Take yourself back to a time when you realized that you owed far more than you could pay.  Surely everyone in this room has experienced that bottom-dropping-out sensation—that cold hollow in the gut when you realized you didn’t know how you would repay a debt. Remember that insurmountable bill—that frightening peek into the future that struck at your very sense of worth and capability.  It doesn’t feel good.

To have a hopeless, unpayable debt forgiven, throws us sobbing on our knees.

As I researched this topic, I kept being struck by the relationship of debt with ownership, and Swedenborg’s extensive discussion of what is “our own.”  In spiritual growth circles, phrases have emerged such as “I need to own my part of it,” and “that wasn’t mine to own”.  They are used to describe how we do or don’t take responsibility over our part in misunderstanding and conflict.  Spiritual growth work invites us into greater and greater clarity over what we do and don’t “own” in our relationships. This clarity brings healing to all areas of our lives. We develop the ability to “own” our part rather than “pass the buck” to someone else. 

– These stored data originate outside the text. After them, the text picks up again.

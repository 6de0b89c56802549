pub mod prelude;

pub mod advance;
pub mod loan;
pub mod loan_payment;
pub mod work_group;
pub mod work_session;
pub mod worker;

Spiritual “ownership” means we take responsibility for our contributions to life situations.  We become better and better at managing what is ours and leaving alone what isn’t ours in our relationships with others. We start spending increasing energy on our own spiritual territory and stop spending so much energy on what other people “should” be doing. The metaphor holds strong all the way through.  Our debts are all the things we are refusing to take responsibility for yet which drain our ability to be of service to others.  We need help acknowledging them and learning to manage them. This is far easier than it sounds but it is essential to our happiness.

“Forgive us our debts.”

When the scripture reading from Isaiah says that God carries the lambs in His bosom, it is symbolizing the way God embraces our innocence and vulnerability.  The bosom symbolizes what someone loves most—it is the “heart place.”  The female bosom symbolizes motherly comfort and nourishment; the male bosom symbolizes fatherly protection and strength.  The Divine bosom encapsulates all of these qualities in one and transcends them as well.  Our weakness and ignorance are next to God’s heart.  He carries us tenderly even when we feel weak and unworthy.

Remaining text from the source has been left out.